When police arrived at the 6600 block of Roosevelt Way Northeast around 4:15 p.m., they found the boy in a bathtub in several inches of bloody water, stabbed in the chest.
According to court documents, the mother told officers she “sacrificed” her son because he was doing “odd things” like “licking countertops and jumping around.” She said the boy was autistic.
The 45-year-old woman may face a charge of premeditated first-degree murder, which could carry a life sentence.
But Starks says this is about mental health, and missed warning signs. “Did we see the signs?” Starks asked. “She lost her job, her car broke down. She got her car fixed, and it was just so overwhelming.”
He said the mother was “constantly asking for help,” raising questions about whether mental health resources were truly available.
“Justice would be hospitalization and then maybe talk about whatever prosecution afterwards,” Starks said.
The woman has not yet been formally charged. She is being held in King County Jail on $5 million bail.
The mother’s statement that she “sacrificed” her son suggests severe mental illness possibly involving psychotic delusions, a critical factor in determining criminal responsibility and whether she understood the wrongfulness of her actions at the time of the killing.
The boy’s autism and behaviors his mother described, licking countertops and jumping, represent typical sensory-seeking behaviors common in autistic children, not dangerous or threatening conduct. The mother’s interpretation of these benign behaviors as requiring “sacrifice” indicates profound disconnect from reality.

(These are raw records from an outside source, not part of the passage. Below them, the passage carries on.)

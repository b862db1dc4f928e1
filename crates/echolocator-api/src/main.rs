//! Echo-Locator CLI and REST API entry point.
//!
//! Binary name: `echoloc`
//!
//! Parses CLI arguments, opens the item store and embedder, then dispatches
//! to the appropriate command handler or starts the REST API server.

mod cli;
mod http;
mod state;

use clap::Parser;
use clap_complete::generate;

use echolocator_core::service::gateway::SearchRequest;
use echolocator_observe::tracing_setup::{init_tracing, shutdown_tracing};

use cli::item::AddArgs;
use cli::{Cli, Commands};
use state::{AppState, StateOptions};

#[tokio::main]
async fn main() -> anyhow::Result<()> {
    let cli = Cli::parse();

    let filter = match cli.verbose {
        0 if cli.quiet => "error",
        0 => "warn",
        1 => "info,echolocator=debug",
        _ => "trace",
    };
    init_tracing(filter, cli.otel).map_err(|e| anyhow::anyhow!(e))?;

    let result = run(cli).await;
    shutdown_tracing();
    result
}

async fn run(cli: Cli) -> anyhow::Result<()> {
    // Shell completions don't need app state
    if let Commands::Completions { shell } = &cli.command {
        let mut cmd = <Cli as clap::CommandFactory>::command();
        generate(*shell, &mut cmd, "echoloc", &mut std::io::stdout());
        return Ok(());
    }

    let options = StateOptions {
        ephemeral: cli.ephemeral,
        embedder: cli.embedder.map(Into::into),
    };
    let state = AppState::init(&options).await?;

    match cli.command {
        Commands::Serve { port, host } => serve(state, host, port, cli.quiet).await?,

        Commands::Add {
            image,
            title,
            location,
            description,
            contact,
        } => {
            let args = AddArgs {
                title,
                location,
                description,
                contact,
            };
            cli::item::add_item(&state, &image, args, cli.json).await?;
        }

        Commands::Search {
            query,
            threshold,
            top_k,
            location,
        } => {
            let request = SearchRequest {
                query,
                threshold,
                top_k,
                location,
            };
            cli::search::search(&state, request, cli.json).await?;
        }

        Commands::Recent { limit } => cli::item::list_recent(&state, limit, cli.json).await?,

        Commands::Show { id } => cli::item::show_item(&state, &id, cli.json).await?,

        Commands::Stats => cli::stats::stats(&state, cli.json).await?,

        Commands::Reconcile => cli::stats::reconcile(&state, cli.json).await?,

        Commands::Completions { .. } => unreachable!("handled above"),
    }

    Ok(())
}

async fn serve(
    state: AppState,
    host: Option<String>,
    port: Option<u16>,
    quiet: bool,
) -> anyhow::Result<()> {
    let host = host.unwrap_or_else(|| state.config.server.host.clone());
    let port = port.unwrap_or(state.config.server.port);
    let addr = format!("{host}:{port}");
    let listener = tokio::net::TcpListener::bind(&addr).await?;

    if !quiet {
        println!(
            "  {} {} listening on {}",
            console::style("⚡").bold(),
            state.config.api_title,
            console::style(format!("http://{addr}")).cyan()
        );
        println!("  {}", console::style("Press Ctrl+C to stop").dim());
    }
    tracing::info!(%addr, "server started");

    let router = http::router::build_router(state);
    axum::serve(listener, router)
        .with_graceful_shutdown(shutdown_signal())
        .await?;

    if !quiet {
        println!("\n  Server stopped.");
    }
    Ok(())
}

/// Wait for Ctrl+C or SIGTERM for graceful shutdown.
async fn shutdown_signal() {
    let ctrl_c = async {
        tokio::signal::ctrl_c()
            .await
            .expect("failed to install Ctrl+C handler");
    };

    #[cfg(unix)]
    let terminate = async {
        tokio::signal::unix::signal(tokio::signal::unix::SignalKind::terminate())
            .expect("failed to install SIGTERM handler")
            .recv()
            .await;
    };

    #[cfg(not(unix))]
    let terminate = std::future::pending::<()>();

    tokio::select! {
        _ = ctrl_c => {},
        _ = terminate => {},
    }
}
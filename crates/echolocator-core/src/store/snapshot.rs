//! Immutable point-in-time views of the item store.

use std::sync::Arc;

use chrono::{DateTime, Utc};

use echolocator_types::item::{Item, ItemId};

/// A read-only view of every item visible at the instant it was taken.
///
/// Cloning is two pointer copies. Items are kept in commit order, which is
/// ascending `(created_at, id)`, so ordering queries never need to sort.
#[derive(Debug, Clone)]
pub struct StoreSnapshot {
    version: u64,
    items: Arc<Vec<Arc<Item>>>,
}

impl StoreSnapshot {
    pub(crate) fn new(version: u64, items: Vec<Arc<Item>>) -> Self {
        Self {
            version,
            items: Arc::new(items),
        }
    }

    /// Append a committed item, producing the next version in place.
    ///
    /// Copies the item list only when an outstanding snapshot still shares it.
    pub(crate) fn push(&mut self, item: Arc<Item>) {
        Arc::make_mut(&mut self.items).push(item);
        self.version += 1;
    }

    /// Monotonic version; bumps by one per committed insert.
    pub fn version(&self) -> u64 {
        self.version
    }

    pub fn len(&self) -> usize {
        self.items.len()
    }

    pub fn is_empty(&self) -> bool {
        self.items.is_empty()
    }

    /// Items in commit order (oldest first).
    pub fn iter(&self) -> std::slice::Iter<'_, Arc<Item>> {
        self.items.iter()
    }

    /// The most recently committed item.
    pub fn latest(&self) -> Option<&Arc<Item>> {
        self.items.last()
    }

    /// Up to `limit` items, newest first (`created_at` desc, then `id` desc).
    pub fn recent(&self, limit: usize) -> Vec<Arc<Item>> {
        self.items.iter().rev().take(limit).cloned().collect()
    }

    /// Look an item up by id.
    pub fn get(&self, id: ItemId) -> Option<&Arc<Item>> {
        self.items
            .binary_search_by(|item| item.id.cmp(&id))
            .ok()
            .map(|idx| &self.items[idx])
    }

    /// Number of items with `created_at >= cutoff`.
    pub fn count_since(&self, cutoff: DateTime<Utc>) -> usize {
        let first = self.items.partition_point(|item| item.created_at < cutoff);
        self.items.len() - first
    }

    /// Whether an item with this image hash is already visible.
    pub fn contains_image_hash(&self, hash: &str) -> bool {
        self.items
            .iter()
            .any(|item| item.image_hash.as_deref() == Some(hash))
    }
}

impl Default for StoreSnapshot {
    fn default() -> Self {
        Self::new(0, Vec::new())
    }
}

#[cfg(test)]
mod tests {
    use super::*;
    use chrono::Duration;
    use echolocator_types::item::NewItem;

    fn item(id: u64, created_at: DateTime<Utc>) -> Arc<Item> {
        Arc::new(
            NewItem {
                title: format!("item {id}"),
                description: None,
                location: "Library".to_string(),
                finder_contact: None,
                image_ref: format!("{id}.jpg"),
                image_hash: Some(format!("hash-{id}")),
                embedding: vec![1.0, 0.0],
                embedding_model: "stub".to_string(),
            }
            .into_item(ItemId(id), created_at),
        )
    }

    fn sample(now: DateTime<Utc>) -> StoreSnapshot {
        StoreSnapshot::new(
            3,
            vec![
                item(1, now - Duration::days(10)),
                item(2, now - Duration::days(2)),
                item(3, now - Duration::days(2)),
            ],
        )
    }

    #[test]
    fn test_recent_is_newest_first_with_id_tiebreak() {
        let snap = sample(Utc::now());
        let ids: Vec<u64> = snap.recent(10).iter().map(|i| i.id.get()).collect();
        assert_eq!(ids, vec![3, 2, 1]);
        assert_eq!(snap.recent(2).len(), 2);
        assert!(snap.recent(0).is_empty());
    }

    #[test]
    fn test_get_by_id() {
        let snap = sample(Utc::now());
        assert_eq!(snap.get(ItemId(2)).unwrap().title, "item 2");
        assert!(snap.get(ItemId(9)).is_none());
    }

    #[test]
    fn test_count_since_uses_cutoff_inclusively() {
        let now = Utc::now();
        let snap = sample(now);
        assert_eq!(snap.count_since(now - Duration::days(7)), 2);
        assert_eq!(snap.count_since(now - Duration::days(2)), 2);
        assert_eq!(snap.count_since(now - Duration::days(30)), 3);
        assert_eq!(snap.count_since(now), 0);
    }

    #[test]
    fn test_push_does_not_disturb_outstanding_snapshot() {
        let now = Utc::now();
        let mut live = sample(now);
        let frozen = live.clone();

        live.push(item(4, now));

        assert_eq!(frozen.len(), 3);
        assert_eq!(frozen.version(), 3);
        assert_eq!(live.len(), 4);
        assert_eq!(live.version(), 4);
        assert_eq!(live.latest().unwrap().id, ItemId(4));
    }

    #[test]
    fn test_contains_image_hash() {
        let snap = sample(Utc::now());
        assert!(snap.contains_image_hash("hash-2"));
        assert!(!snap.contains_image_hash("hash-9"));
    }
}
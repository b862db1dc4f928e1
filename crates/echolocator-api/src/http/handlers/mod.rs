//! HTTP request handlers for the REST API.

pub mod items;
pub mod search;
pub mod stats;
//! Asset storage implementations.

pub mod filesystem;
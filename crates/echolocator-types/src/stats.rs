//! Aggregate statistics over the item corpus.

use chrono::{DateTime, Utc};
use serde::{Deserialize, Serialize};

/// One entry of the most-frequent-locations ranking.
#[derive(Debug, Clone, PartialEq, Eq, Serialize, Deserialize)]
pub struct LocationCount {
    pub location: String,
    pub count: u64,
}

/// Summary counters computed from a single store snapshot.
///
/// All fields are derived from the same snapshot, so `total_items` and
/// `last_uploaded_at` always describe the same set of items.
#[derive(Debug, Clone, PartialEq, Serialize, Deserialize)]
pub struct StatsSnapshot {
    pub total_items: u64,
    pub unique_locations: u64,
    pub items_last_7_days: u64,
    pub last_uploaded_at: Option<DateTime<Utc>>,
    pub top_locations: Vec<LocationCount>,
}

impl StatsSnapshot {
    /// Statistics for an empty corpus.
    pub fn empty() -> Self {
        Self {
            total_items: 0,
            unique_locations: 0,
            items_last_7_days: 0,
            last_uploaded_at: None,
            top_locations: Vec::new(),
        }
    }
}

The accumulation of stressors, job loss, vehicle breakdown, combined with the demands of caring for an autistic child without adequate support systems created conditions where mental health deterioration went unaddressed until it culminated in tragedy.
Neighbors’ awareness that the mother was “constantly asking for help” raises questions about gaps in mental health service delivery, where individuals in crisis seek assistance but cannot access timely intervention before reaching catastrophic breaking points.
The $5 million bail reflects both the severity of the alleged crime and concern about public safety, though psychiatric evaluation will likely determine whether the woman poses ongoing danger or requires hospitalization rather than incarceration.
First-degree murder charges require proving premeditation and intent, which becomes complicated when defendants exhibit clear signs of psychotic breaks or severe mental illness that may have impaired their capacity to form criminal intent.
The Roosevelt Way Northeast location places the incident in North Seattle’s University District area, a neighborhood with mix of residential apartments, students, and families where such violence shocks a community accustomed to relative safety.